Independent Sugar Corporation Limited vs Girish Sriram Juneja on 29 January, 2025
Facts
The issue concerns Hindustan National Glass and Industries Ltd. (HNGIL), the top glass packaging manufacturer in India, and the Corporate Insolvency Resolution Process (CIRP). A petition filed by DBS Bank under Section 7 of the Insolvency and Bankruptcy Code, 2016 (IBC) was accepted by the Kolkata Bench of the National Company Law Tribunal (NCLT) on October 21, 2021. Two major candidates filed their resolution plans in response to the Resolution Professional’s Expression of Interest: Independent Sugar Corporation Ltd. and AGI Greenpac Ltd., India’s second-largest glass packaging company. (INSCO), a Bermuda-based company. AGI Greenpac proposed to acquire 100% of HNGIL. A major legal issue arose as AGI Greenpac’s plan was approved by the Committee of Creditors (CoC) without obtaining prior approval from the Competition Commission of India (CCI), a requirement under the IBC when a combination, such as a merger, is involved.
Legal Issues
- Whether the approval of the Competition Commission of India (CCI) must be obtained prior to the approval of a resolution plan by the Committee of Creditors, as mandated under the proviso to Section 31(4) of the Insolvency and Bankruptcy Code, 2016?
- Whether the failure to obtain prior CCI approval renders the resolution plan invalid and unenforceable under the IBC framework?
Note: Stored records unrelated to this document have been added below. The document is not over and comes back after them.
//! Section registry and viewport locator.
//!
//! The registry is the ordered list of navigable regions, built once from the
//! deck: ordinal 0 is the hero, followed by each section in document order.
//! Geometry is never stored on a section; it comes through [`SectionLayout`]
//! and is recomputed on demand, since the presented offset changes every
//! frame while a snap animation runs.

use crate::deck::Deck;

/// One navigable entry in the registry.
#[derive(Debug, Clone, PartialEq, Eq)]
pub struct Section {
    /// Anchor identifier. `None` for the hero.
    pub id: Option<String>,
    /// Position in the registry, fixed at build time.
    pub index: usize,
    pub title: String,
}

/// Ordered list of navigable sections. Built once, never mutated.
#[derive(Debug, Clone, Default)]
pub struct SectionRegistry {
    sections: Vec<Section>,
}

impl SectionRegistry {
    /// Build the registry: hero first, then each section in deck order.
    pub fn from_deck(deck: &Deck) -> Self {
        let mut sections = Vec::with_capacity(deck.sections.len() + 1);
        sections.push(Section {
            id: None,
            index: 0,
            title: deck.hero.heading.clone(),
        });
        for def in &deck.sections {
            sections.push(Section {
                id: Some(def.id.clone()),
                index: sections.len(),
                title: def.title.clone(),
            });
        }
        Self { sections }
    }

    pub fn len(&self) -> usize {
        self.sections.len()
    }

    pub fn is_empty(&self) -> bool {
        self.sections.is_empty()
    }

    pub fn get(&self, index: usize) -> Option<&Section> {
        self.sections.get(index)
    }

    pub fn iter(&self) -> impl Iterator<Item = &Section> {
        self.sections.iter()
    }

    /// Ordinal of the section with the given identifier.
    pub fn index_of(&self, id: &str) -> Option<usize> {
        self.sections
            .iter()
            .position(|s| s.id.as_deref() == Some(id))
    }

    /// Largest valid ordinal, if the registry is non-empty.
    pub fn last_index(&self) -> Option<usize> {
        self.sections.len().checked_sub(1)
    }
}

/// Current top/bottom edges of a section, in rows relative to the viewport
/// origin. `top` is negative once the section has scrolled past the top.
#[derive(Debug, Clone, Copy, PartialEq, Eq)]
pub struct SectionGeometry {
    pub top: i32,
    pub bottom: i32,
}

/// Seam between the registry and whatever is actually presenting sections.
///
/// The locator only ever asks for current geometry; implementations must not
/// cache it across frames.
pub trait SectionLayout {
    /// Geometry of the section at `index`, or `None` if the layout does not
    /// currently place it.
    fn geometry(&self, index: usize) -> Option<SectionGeometry>;

    /// Viewport height in rows.
    fn viewport_height(&self) -> u16;
}

/// Production layout: sections are full-viewport and contiguous, so section
/// `i` spans rows `[i*h, (i+1)*h)` in content space and its viewport-relative
/// edges follow directly from the presented offset.
#[derive(Debug, Clone, Copy)]
pub struct UniformLayout {
    /// Presented scroll offset in rows.
    pub offset: u16,
    pub viewport_height: u16,
    /// Number of sections the layout places.
    pub count: usize,
}

impl SectionLayout for UniformLayout {
    fn geometry(&self, index: usize) -> Option<SectionGeometry> {
        if index >= self.count || self.viewport_height == 0 {
            return None;
        }
        let h = self.viewport_height as i32;
        let top = index as i32 * h - self.offset as i32;
        Some(SectionGeometry {
            top,
            bottom: top + h,
        })
    }

    fn viewport_height(&self) -> u16 {
        self.viewport_height
    }
}

/// Find the section currently straddling the vertical midpoint of the
/// viewport: the first, in registry order, with `top <= h/2 <= bottom`.
///
/// Returns `None` mid-transition or in gaps; callers must treat that as
/// "ignore this intent" rather than guessing.
pub fn locate_current<L: SectionLayout>(
    registry: &SectionRegistry,
    layout: &L,
) -> Option<usize> {
    let midpoint = i32::from(layout.viewport_height() / 2);
    registry.iter().find_map(|section| {
        let geo = layout.geometry(section.index)?;
        (geo.top <= midpoint && midpoint <= geo.bottom).then_some(section.index)
    })
}

#[cfg(test)]
mod tests {
    use super::*;
    use crate::deck::Deck;

    fn registry() -> SectionRegistry {
        SectionRegistry::from_deck(&Deck::sample())
    }

    #[test]
    fn test_registry_order_and_ids() {
        let reg = registry();
        // Hero + About + Projects + Contact
        assert_eq!(reg.len(), 4);
        assert_eq!(reg.get(0).unwrap().id, None);
        assert_eq!(reg.index_of("about"), Some(1));
        assert_eq!(reg.index_of("projects"), Some(2));
        assert_eq!(reg.index_of("contact"), Some(3));
        assert_eq!(reg.index_of("missing"), None);
        assert_eq!(reg.last_index(), Some(3));
    }

    #[test]
    fn test_empty_registry() {
        let reg = SectionRegistry::default();
        assert!(reg.is_empty());
        assert_eq!(reg.last_index(), None);
        let layout = UniformLayout {
            offset: 0,
            viewport_height: 40,
            count: 0,
        };
        assert_eq!(locate_current(&reg, &layout), None);
    }

    #[test]
    fn test_locate_at_rest() {
        let reg = registry();
        let mut layout = UniformLayout {
            offset: 0,
            viewport_height: 40,
            count: reg.len(),
        };
        assert_eq!(locate_current(&reg, &layout), Some(0));

        layout.offset = 40;
        assert_eq!(locate_current(&reg, &layout), Some(1));

        layout.offset = 120;
        assert_eq!(locate_current(&reg, &layout), Some(3));
    }

    #[test]
    fn test_locate_mid_transition_picks_midpoint_owner() {
        let reg = registry();
        // Halfway between hero and About: the midpoint row (20) sits in
        // About's span [10, 50).
        let layout = UniformLayout {
            offset: 30,
            viewport_height: 40,
            count: reg.len(),
        };
        assert_eq!(locate_current(&reg, &layout), Some(1));
    }

    #[test]
    fn test_locate_none_in_gap() {
        struct GappyLayout;
        impl SectionLayout for GappyLayout {
            fn geometry(&self, index: usize) -> Option<SectionGeometry> {
                // Every section is entirely above the midpoint.
                Some(SectionGeometry {
                    top: -100 - index as i32 * 40,
                    bottom: -60 - index as i32 * 40,
                })
            }
            fn viewport_height(&self) -> u16 {
                40
            }
        }
        assert_eq!(locate_current(&registry(), &GappyLayout), None);
    }

    #[test]
    fn test_zero_height_viewport_locates_nothing() {
        let reg = registry();
        let layout = UniformLayout {
            offset: 0,
            viewport_height: 0,
            count: reg.len(),
        };
        assert_eq!(locate_current(&reg, &layout), None);
    }
}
- Whether an unsuccessful resolution applicant has the locus standi to challenge the approval of another resolution plan by the CoC and the NCLT?
Arguments
The appellant, INSCO, argued through its senior counsels Dr. A.M. Singhvi and Mr. Mahesh Jethmalani that the requirement of prior CCI approval under the IBC was mandatory, not optional. They asserted that AGI Greenpac’s plan was placed before the CoC for approval despite the fact that its earlier CCI application (Form I) had been declared invalid and a fresh application (Form II) was still pending. INSCO contended this constituted a serious violation of the legal procedure, especially since AGI’s later modifications to gain CCI clearance involved divesting one of HNGIL’s plants—an act not permitted without CoC’s approval under the IBC. They argued that AGI’s plan was conditional, incomplete, and therefore invalid. In contrast, AGI Greenpac, represented by Mr. Mukul Rohatgi and Mr. Parag Tripathi, argued that the proviso to Section 31(4) should be considered directory rather than mandatory. They stressed that strict compliance would stall CIRP processes due to the long timelines required by CCI to evaluate combinations. They also introduced the “Scrivener’s Error” argument, suggesting that the term “CoC” in the proviso was a drafting mistake and that it should have read “Adjudicating Authority,” thereby implying that CCI approval could validly be obtained even after CoC’s nod. They maintained that no material change occurred post-CCI approval and thus the CoC’s decision should stand. Appearing for the CoC, Solicitor General Mr. Tushar Mehta emphasized the importance of maintaining strict timelines under the IBC to preserve value and expedite resolution. He supported the view that the timeline for CCI approval should not obstruct CIRP progress. The Resolution Professional’s counsel, Mr. P. Chidambaram, also defended the process followed and cited past NCLAT rulings treating the proviso as directory, which he said the RP relied upon in good faith.
Judgment
The Supreme Court upheld the challenge by INSCO, ruling that the proviso to Section 31(4) of the IBC is mandatory, not directory. The Court rejected the arguments for a flexible interpretation and held that prior approval from the CCI was a clear statutory requirement for any resolution plan involving a combination, such as a merger or acquisition. It observed that the language of the proviso was plain and unambiguous, with the word “prior” used deliberately and meaningfully. The Court held that accepting post-facto approval would violate not just the statutory text but also the principle of ensuring informed commercial decision-making by the CoC. The Court also rejected the Scrivener’s Error argument, emphasizing that courts should not read into a law what is not there unless the error is obvious and universally acknowledged. On the issue of locus standi, the Court found that INSCO, being an unsuccessful resolution applicant, did qualify as a “person aggrieved” under both the IBC and the Competition Act. It made it clear that the phrase “any person aggrieved” had to be interpreted broadly in cases of insolvency, which are in rem in nature. On the basis of the findings, the Supreme Court revoked the NCLAT orders dated 18 September 2023 and 28 July 2023. It held that the approval by the CoC of AGI Greenpac’s Resolution Plan was invalid since the requirement of mandatory pre-approval by the CCI was not met. The issue was referred for reconsideration of the resolution plans, this time strictly according to the IBC and the Competition Act. The decision upholds the binding effect of regulatory clearances in insolvency resolutions and reiterates the obligation to follow statutory timelines and protocols.